Here are some tips to help you avoid mistakes oft made by small business owners and others classified as self-employed.
Reality: small businesses owners and the self-employed are increasingly pressured to fully comply with tax legislation and reporting requirements. In order to bridge to so “tax gap” (tax dollars actually collected versus what is owed), the IRS has announced increased vigilance on this slice of the tax-paying pie.
If you want to increase your chances of avoiding an audit and of getting your return as quickly as possible, you need to make an extra effort to prevent some common reporting errors:
1. Not reporting all of your income
Part of the IRS’s new vigilance is a crackdown on pre-tax income reporting. Be sure to archive any Form 1099-K’s that you receive. The new form records payments received in via credit card or through payment tools like PayPal. Be thorough and mistake-free here.
2. Not filing supporting documentation
Deductions are a big part of everyone’s tax returns. They all need to be documented. This means receipts or other documentation for medical expenses, property taxes, all brands of interest and business expenses.
3. Not understanding tax changes
The U.S. tax code isn’t a model of simplicity, and it’s always changing. For this reason, it’s crucial to learn which tax legislation changes will affect you and your business. You can do this by consulting with a qualified tax professional or by using official government web sites with the relevant information.
4. Claiming too many deductions
One red flag to the IRS is a person claiming deductions that are a bit large for her or his income. Similarly, claiming exorbitant business expenses for a side business that earns low revenue is likely to earn an audit.
5. Filing too quickly
Whatever the motivation for getting that return in fast, it’s a mistake to rush the process. A likely outcome is missing out on tax savings, perhaps taking a standard tax deduction when you could benefit from some of the deductions mentioned above.
Although the filing deadline is April 15, you can leverage some extra time by filing for an extension with Form 4867, Of course, if you owe a taxes, you’ll have to send the payment by April 15 or face late-payment penalty charges.
6. Inaccurate information, miscalculations, and omissions.
Double check all your information to combat against these common miscalculations and omissions:
- Incorrect filing status or exemptions – this can be an innocent mistake encountered in situations such as unmarried taxpayers living together with children, parents living with their adult children, etc.
- Mistakes in figuring taxable income – (make sure all your W-2s and 1099s are in your possession); withholding; estimated tax payments; or Earned Income Tax Credit
- Entering incorrect account numbers – if you are due a refund and requested direct deposit, review the routing and account numbers for your financial institution.

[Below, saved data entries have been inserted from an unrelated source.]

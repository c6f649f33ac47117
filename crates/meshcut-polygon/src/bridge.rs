//! Merging holes into their outer loop through zero-width bridges.

use meshcut_core::{MeshCutError, Result};
use meshcut_math::Point2;

use crate::polygon_loop::PolygonLoop;
use crate::predicates::{orient, segments_intersect};

/// Splice every hole into `outer`, producing one simple polygon.
///
/// `outer` and `holes` are expected counter-clockwise. Each hole is joined at
/// the closest (outer point, hole point) pair whose connecting segment does not
/// cross the current outline or any hole and that leaves the outer point into
/// the polygon's interior; the hole is walked clockwise so the result keeps a
/// consistent winding. The bridge endpoints appear twice, and a later hole
/// joined at one of them is spliced into the copy whose corner faces it.
pub fn bridge_holes(outer: &PolygonLoop, holes: &[PolygonLoop]) -> Result<Vec<Point2>> {
    let mut outline: Vec<Point2> = outer.points().to_vec();

    for (index, hole) in holes.iter().enumerate() {
        let clockwise: Vec<Point2> = hole.reversed().into_points();
        let pending = &holes[index..];

        let mut best: Option<(f64, usize, usize)> = None;
        for (oi, &o) in outline.iter().enumerate() {
            for (hi, &h) in clockwise.iter().enumerate() {
                let distance = o.distance_squared(h);
                if best.is_some_and(|(d, _, _)| distance >= d) {
                    continue;
                }
                if !opens_into_corner(&outline, oi, h)
                    || crosses_outline(o, h, &outline)
                    || crosses_holes(o, h, pending)
                {
                    continue;
                }
                best = Some((distance, oi, hi));
            }
        }

        let (_, oi, hi) = best.ok_or(MeshCutError::UnresolvableNesting { hole: index })?;

        let mut merged = Vec::with_capacity(outline.len() + clockwise.len() + 2);
        merged.extend_from_slice(&outline[oi..]);
        merged.extend_from_slice(&outline[..=oi]);
        merged.extend_from_slice(&clockwise[hi..]);
        merged.extend_from_slice(&clockwise[..=hi]);
        outline = merged;
    }

    Ok(outline)
}

/// True if the ray from `outline[i]` towards `target` starts inside the
/// interior angle at that vertex of the counter-clockwise `outline`.
fn opens_into_corner(outline: &[Point2], i: usize, target: Point2) -> bool {
    let n = outline.len();
    let prev = outline[(i + n - 1) % n];
    let point = outline[i];
    let next = outline[(i + 1) % n];

    let left_of_incoming = orient(prev, point, target) > 0.0;
    let left_of_outgoing = orient(point, next, target) > 0.0;
    if orient(prev, point, next) >= 0.0 {
        left_of_incoming && left_of_outgoing
    } else {
        left_of_incoming || left_of_outgoing
    }
}

fn crosses_outline(a: Point2, b: Point2, outline: &[Point2]) -> bool {
    let n = outline.len();
    (0..n).any(|i| segments_intersect(a, b, outline[i], outline[(i + 1) % n]))
}

fn crosses_holes(a: Point2, b: Point2, holes: &[PolygonLoop]) -> bool {
    holes
        .iter()
        .any(|hole| hole.edges().any(|(c, d)| segments_intersect(a, b, c, d)))
}
//! Classifying loops as outer boundaries or holes.

use tracing::debug;

use crate::polygon_loop::PolygonLoop;

/// An outer loop together with the holes cut out of it.
#[derive(Debug, Clone, PartialEq)]
pub struct NestedPolygon {
    pub outer: PolygonLoop,
    pub holes: Vec<PolygonLoop>,
}

#[derive(Debug, Clone, Default, PartialEq)]
pub struct NestingResult {
    /// Outer loops that have at least one hole.
    pub polygons: Vec<NestedPolygon>,
    /// Outer loops with no holes.
    pub unpaired: Vec<PolygonLoop>,
}

impl NestingResult {
    pub fn loop_count(&self) -> usize {
        self.unpaired.len() + self.polygons.iter().map(|p| 1 + p.holes.len()).sum::<usize>()
    }
}

/// Pair holes with the outer loops that contain them.
///
/// A loop's depth is the number of other loops containing it. Containment is
/// only considered between loops whose edges do not intersect, and is tested
/// with the contained loop's first point. Even depth means an outer boundary
/// (depth 2 is an island inside a hole); odd depth means a hole of its deepest
/// container.
pub fn resolve_nesting(loops: Vec<PolygonLoop>) -> NestingResult {
    let n = loops.len();
    let mut contains = vec![vec![false; n]; n];
    for i in 0..n {
        for j in 0..n {
            if i == j || loops[j].is_empty() {
                continue;
            }
            contains[i][j] =
                loops[i].contains_point(loops[j].points()[0]) && !loops[i].intersects(&loops[j]);
        }
    }

    let depth: Vec<usize> = (0..n)
        .map(|j| (0..n).filter(|&i| contains[i][j]).count())
        .collect();

    let mut parent: Vec<Option<usize>> = vec![None; n];
    for j in 0..n {
        if depth[j] % 2 == 1 {
            parent[j] = (0..n)
                .filter(|&i| contains[i][j])
                .max_by_key(|&i| depth[i]);
        }
    }

    let mut holes_of: Vec<Vec<PolygonLoop>> = vec![Vec::new(); n];
    let mut outers = Vec::new();
    let mut slots: Vec<Option<PolygonLoop>> = loops.into_iter().map(Some).collect();
    for j in 0..n {
        if let Some(p) = parent[j] {
            if let Some(hole) = slots[j].take() {
                holes_of[p].push(hole);
            }
        }
    }
    for (i, slot) in slots.into_iter().enumerate() {
        if let Some(outer) = slot {
            outers.push((outer, std::mem::take(&mut holes_of[i])));
        }
    }

    let mut result = NestingResult::default();
    for (outer, holes) in outers {
        if holes.is_empty() {
            result.unpaired.push(outer);
        } else {
            result.polygons.push(NestedPolygon { outer, holes });
        }
    }
    debug!(
        with_holes = result.polygons.len(),
        unpaired = result.unpaired.len(),
        "resolved loop nesting"
    );
    result
}
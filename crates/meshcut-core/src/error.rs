use thiserror::Error;

#[derive(Debug, Error)]
pub enum MeshCutError {
    /// The cut cross-section has no three usable points to span a plane.
    #[error("Degenerate plane geometry: {0}")]
    DegenerateGeometry(String),

    #[error("Point not registered in projection basis: {0}")]
    UnknownPoint(String),

    #[error("Triangulation failed: no ear found with {remaining} vertices remaining")]
    TriangulationFailed { remaining: usize },

    #[error("Unresolvable nesting: hole {hole} cannot be bridged to its outer loop")]
    UnresolvableNesting { hole: usize },

    #[error("Invalid mesh: {0}")]
    InvalidMesh(String),

    #[error("Invalid blade pose: {0}")]
    InvalidPose(String),

    #[error("Configuration error: {0}")]
    Config(String),

    #[error("IO error: {0}")]
    Io(#[from] std::io::Error),
}

impl MeshCutError {
    /// True for failures raised while building the cap of a slice.
    ///
    /// These depend on the cutting plane, so a caller may retry with a
    /// perturbed plane. Every other variant is a caller or environment error.
    pub fn is_cap_failure(&self) -> bool {
        matches!(
            self,
            MeshCutError::DegenerateGeometry(_)
                | MeshCutError::UnknownPoint(_)
                | MeshCutError::TriangulationFailed { .. }
                | MeshCutError::UnresolvableNesting { .. }
        )
    }
}

pub type Result<T> = std::result::Result<T, MeshCutError>;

- Forgetting to sign the completed tax form – this will, of course, slow down your return, and in worst-case scenarios can flag you for an audit, since sometimes purposely leave their return unsigned as a way of avoiding paying.
7. Ignoring AMT
Sometimes, the amount you owe, the Alternative Minimum Tax, is actually more than you think you will if your deductions go through. Find your AMT and calculate it, and be sure not to file a report that will get you a tax bill thinking you’re getting a refund.
9. Not working with a tax professional
You’re an entrepreneur so you know that skimping on necessary expenses isn’t the way to go. If tax codes were simpler and static, you may be able to go it alone. But this isn’t your E-Z form from your first job down at the Radio Shack.
All in all, it’s important to be informed, and perform your due diligence. Always simplify, never making things more difficult than they need to be.